Walter Kohl ist ehemaliger Investmentbanker und Controller, Bestseller-Autor, Mentor für Menschen, die vor großen biografischen Brüchen stehen – und ältester Sohn von Alt-Bundeskanzler Helmut Kohl. Warum man im Alter Probleme gelassener betrachtet als in jungen Jahren, verriet der 50-Jährige unserem Autor André Boße.

Zur Person

Walter Kohl, geboren am 16. Juli 1963, ist der ältere von zwei Söhnen des ehemaligen Bundeskanzlers Helmut Kohl. Er studierte am Harvard College, an dem er mit einem Bachelor-Doppelabschluss in VWL und Geschichte graduierte, und absolvierte ein Aufbaustudium in Wien, das er als Diplom-Volkswirt abschloss. Im Anschluss daran arbeitete er bei der US-Investmentbank Morgan Stanley, dann kehrte er nach Deutschland zurück und arbeitete in leitender Position im Controlling bei Unternehmen wie Kaufhof und Metro. 2005 machte er sich selbstständig und ist nun Inhaber der Firma Kohl & Hwang, die Spezialteile für die Autoindustrie aus Korea vertreibt. Zusammen mit seiner Familie lebt Walter Kohl in Königstein. Er ist Autor von zwei Büchern, in denen er sich mit der Beziehung zu seinem Vater beschäftigt und Lebenshilfe für psychologische Krisensituationen gibt. Zudem konzipiert er ein „Zentrum für eigene Lebensgestaltung“ – einen Ort, an dem Menschen, die sich in biografischen Umbrüchen befinden, Hilfe finden sollen.
www.walterkohl.de

Herr Kohl, können Sie sich noch an den Moment erinnern, an dem für Sie die berufliche Karriere an Bedeutung verlor – und dafür die persönliche Weiterentwicklung in den Fokus rückte?
Diesen Moment hat es für mich bisher nicht gegeben. Und ich hoffe auch, er kommt nie. Ich finde, die Dinge sollten in einem Gleichklang stehen, denn Beruf, Beziehung, Familie und Freunde gehören zusammen. Dass dies manchmal schwierig ist, weiß ich aus eigener Erfahrung. Beruf sollte mehr als ein Job sein, ein Stück Berufung wäre schön. Es gibt Zeiten im Leben, da steht der Beruf im Vordergrund. Dann kommen wieder andere Phasen, in denen private Themen dominieren. Die wichtigste Erfahrung für mich war, dass ich eines Tages begonnen habe, mein Selbstwertgefühl immer weniger vom Applaus der anderen abhängig zu machen. Das ist eine besonders im beruflichen Umfeld wichtige Form der Befreiung. Heute lebe ich leichter als früher, da ich mehr Gelassenheit mir selbst gegenüber zulasse. Ich versuche, weniger verbissen zu sein und mit Dankbarkeit und Achtsamkeit den kleinen Dingen des Lebens einen großen Platz in meinem Tagesablauf zu widmen.

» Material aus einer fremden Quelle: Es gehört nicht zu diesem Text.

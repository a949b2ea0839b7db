//! Stage 1: market representativeness and liquidity.

use serde::{Deserialize, Serialize};
use tracing::debug;
use valueup_traits::stats::{average_ranks, percentile_ranks};
use valueup_traits::{Candidate, Market, RankOrder, Result, ScreeningStage, YearInputs};

use crate::incumbency::IncumbencyPolicy;

/// Configuration for the universe stage.
#[derive(Debug, Clone, Serialize, Deserialize)]
#[serde(default)]
pub struct UniverseConfig {
    /// Largest market-cap rank that passes (rank 1 = largest company).
    pub max_cap_rank: f64,

    /// Smallest traded-value percentile that passes. 0.2 keeps the most
    /// liquid 80%.
    pub min_traded_value_percentile: f64,

    /// Remove KONEX listings before ranking.
    pub exclude_konex: bool,
}

impl Default for UniverseConfig {
    fn default() -> Self {
        Self {
            max_cap_rank: 400.0,
            min_traded_value_percentile: 0.2,
            exclude_konex: true,
        }
    }
}

/// Keeps large, liquid companies.
///
/// Companies are ranked by average market cap (descending) and by the
/// percentile of average traded value (ascending). A company passes when
/// both its cap rank and its liquidity percentile clear the thresholds.
/// Rows missing either value are not ranked and do not pass.
///
/// Output is sorted by market cap, largest first.
///
/// # Example
///
/// ```ignore
/// use valueup_screen::UniverseStage;
///
/// let stage = UniverseStage::default();
/// let survivors = stage.screen(candidates, &tables)?;
/// ```
#[derive(Debug, Clone, Default)]
pub struct UniverseStage {
    config: UniverseConfig,
    incumbency: Option<IncumbencyPolicy>,
}

impl UniverseStage {
    /// Stage name used in reports and the registry.
    pub const NAME: &'static str = "universe";

    /// Create a new universe stage with the given configuration.
    #[must_use]
    pub const fn new(config: UniverseConfig) -> Self {
        Self {
            config,
            incumbency: None,
        }
    }

    /// Let incumbents pass at the policy's looser cap rank.
    #[must_use]
    pub fn with_incumbency(mut self, policy: IncumbencyPolicy) -> Self {
        self.incumbency = Some(policy);
        self
    }

    fn cap_rank_limit(&self, code: &str, tables: &YearInputs) -> f64 {
        match &self.incumbency {
            Some(policy) if tables.is_incumbent(code) => {
                policy.max_cap_rank.max(self.config.max_cap_rank)
            }
            _ => self.config.max_cap_rank,
        }
    }
}

impl ScreeningStage for UniverseStage {
    fn name(&self) -> &str {
        Self::NAME
    }

    fn screen(&self, input: Vec<Candidate>, tables: &YearInputs) -> Result<Vec<Candidate>> {
        let input_len = input.len();
        let mut universe: Vec<Candidate> = if self.config.exclude_konex {
            input.into_iter().filter(|c| c.market != Market::Konex).collect()
        } else {
            input
        };

        let caps: Vec<Option<f64>> = universe.iter().map(|c| c.avg_market_cap).collect();
        let traded: Vec<Option<f64>> = universe.iter().map(|c| c.avg_traded_value).collect();
        let cap_ranks = average_ranks(&caps, RankOrder::Descending);
        let traded_pct = percentile_ranks(&traded, RankOrder::Ascending);

        for ((candidate, rank), pct) in universe.iter_mut().zip(cap_ranks).zip(traded_pct) {
            candidate.cap_rank = rank;
            candidate.traded_value_percentile = pct;
        }

        universe.retain(|c| match (c.cap_rank, c.traded_value_percentile) {
            (Some(rank), Some(pct)) => {
                rank <= self.cap_rank_limit(&c.code, tables)
                    && pct >= self.config.min_traded_value_percentile
            }
            _ => false,
        });

        universe.sort_by(|a, b| {
            let a = a.avg_market_cap.unwrap_or(f64::NEG_INFINITY);
            let b = b.avg_market_cap.unwrap_or(f64::NEG_INFINITY);
            b.total_cmp(&a)
        });

        debug!(
            year = tables.year,
            stage = Self::NAME,
            input = input_len,
            output = universe.len(),
            "screened"
        );
        Ok(universe)
    }
}

#[cfg(test)]
mod tests {
    use super::*;
    use approx::assert_relative_eq;

    fn company(code: &str, market: Market, cap: Option<f64>, traded: Option<f64>) -> Candidate {
        Candidate {
            avg_market_cap: cap,
            avg_traded_value: traded,
            ..Candidate::new(code, code, market)
        }
    }

    fn universe(n: usize) -> Vec<Candidate> {
        (1..=n)
            .map(|i| {
                company(
                    &format!("{i:06}"),
                    Market::Kospi,
                    Some(1000.0 * i as f64),
                    Some(10.0 * i as f64),
                )
            })
            .collect()
    }

    #[test]
    fn test_liquidity_cutoff() {
        let stage = UniverseStage::default();
        let out = stage.screen(universe(10), &YearInputs::empty(2022)).unwrap();

        // Percentiles are 0.1..=1.0; only the least-traded company falls below 0.2
        assert_eq!(out.len(), 9);
        assert!(out.iter().all(|c| c.code != "000001"));
        assert_eq!(out[0].code, "000010");
        assert_relative_eq!(out[0].cap_rank.unwrap(), 1.0);
    }

    #[test]
    fn test_cap_rank_cutoff() {
        let config = UniverseConfig {
            max_cap_rank: 3.0,
            ..Default::default()
        };
        let stage = UniverseStage::new(config);
        let out = stage.screen(universe(10), &YearInputs::empty(2022)).unwrap();
        let codes: Vec<_> = out.iter().map(|c| c.code.as_str()).collect();
        assert_eq!(codes, vec!["000010", "000009", "000008"]);
    }

    #[test]
    fn test_konex_and_missing_values_excluded() {
        let mut input = universe(5);
        input.push(company("900001", Market::Konex, Some(1.0e9), Some(1.0e9)));
        input.push(company("900002", Market::Kosdaq, None, Some(1.0e9)));

        let out = UniverseStage::default()
            .screen(input, &YearInputs::empty(2022))
            .unwrap();
        assert!(out.iter().all(|c| c.code != "900001" && c.code != "900002"));
        // KONEX is removed before ranking, so six rows share the percentile denominator
        assert_relative_eq!(
            out.last().unwrap().traded_value_percentile.unwrap(),
            2.0 / 6.0,
            epsilon = 1e-12
        );
    }

    #[test]
    fn test_incumbent_cap_buffer() {
        let config = UniverseConfig {
            max_cap_rank: 3.0,
            ..Default::default()
        };
        let policy = IncumbencyPolicy {
            max_cap_rank: 5.0,
            ..Default::default()
        };
        let tables = YearInputs::empty(2022).with_incumbents(["000006".to_string()].into_iter().collect());
        let out = UniverseStage::new(config)
            .with_incumbency(policy)
            .screen(universe(10), &tables)
            .unwrap();
        assert_eq!(out.len(), 4);
        assert_eq!(out[3].code, "000006");
    }

    #[test]
    fn test_empty_input() {
        let out = UniverseStage::default()
            .screen(Vec::new(), &YearInputs::empty(2022))
            .unwrap();
        assert!(out.is_empty());
    }
}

Ist diese Gelassenheit – auch mit Blick auf Krisen und Rückschläge – eine Tugend des Alters?
Für junge Menschen sind viele Situationen besonders belastend, wenn sie zum ersten Mal passieren. Ich erinnere mich noch sehr gut an meinen ersten Liebeskummer, damals glaubte ich, dass die Welt untergeht. Zu diesem Zeitpunkt waren das ehrliche und wahre Gefühle. Heute, nach vielen Erlebnissen, würde ich vielleicht anders fühlen – aber das nützte mir damals wenig.

Was raten Sie jungen Menschen, die zum ersten Mal mit solchen Problemen konfrontiert werden?
Mein erster Rat: Nimm die Situation in ihrer vollen Härte, in ihrem vollen Schmerz vorbehaltlos an. Weiterhin hat mir ein Perspektivwechsel sehr geholfen: Anstatt sich über das „Was“ einer Situation aufzuregen, versuche ich heute durch ein anderes „Wie“ mit Enttäuschungen, Schmerzen oder Problemen umzugehen. Also mit einer anderen Sicht auf die Dinge, einer anderen inneren Haltung. Vom römischen Philosophen Seneca können wir lernen, dass alles eine Frage der Sichten ist.

Eines Ihrer Bücher heißt „Leben oder gelebt werden“. Für Einsteiger gilt häufig Letzteres, da sie plötzlich mit vielen Pflichten und Erwartungen konfrontiert werden. Gehört diese Phase zu einem jungen Leben einfach dazu?
Das Leben kennt Phasen des Gelebtwerdens – und das ist okay. Gäbe es keine Nacht, dann würden wir nicht das Licht des Tages schätzen. Damit sage ich aber nicht: Gesund ist, was hart macht – denn dieses Denken schätze ich überhaupt nicht. Ich sage vielmehr, dass wir alle Phasen und Erlebnisse unseres Lebens annehmen sollten und sie versöhnt in unseren Lebensweg integrieren sollten. Manchmal müssen wir uns für ein Ziel anstrengen, vielleicht sogar etwas quälen. Das gehört zum Leben dazu. Denn nur, wer auch aushalten und sich schinden kann, wird die Früchte des Erfolges wirklich zu schätzen wissen. Was zählt, ist, einen authentischen Weg zu gehen und die Überzeugung zu haben, dass dieser Weg Spaß macht und sinnvoll ist.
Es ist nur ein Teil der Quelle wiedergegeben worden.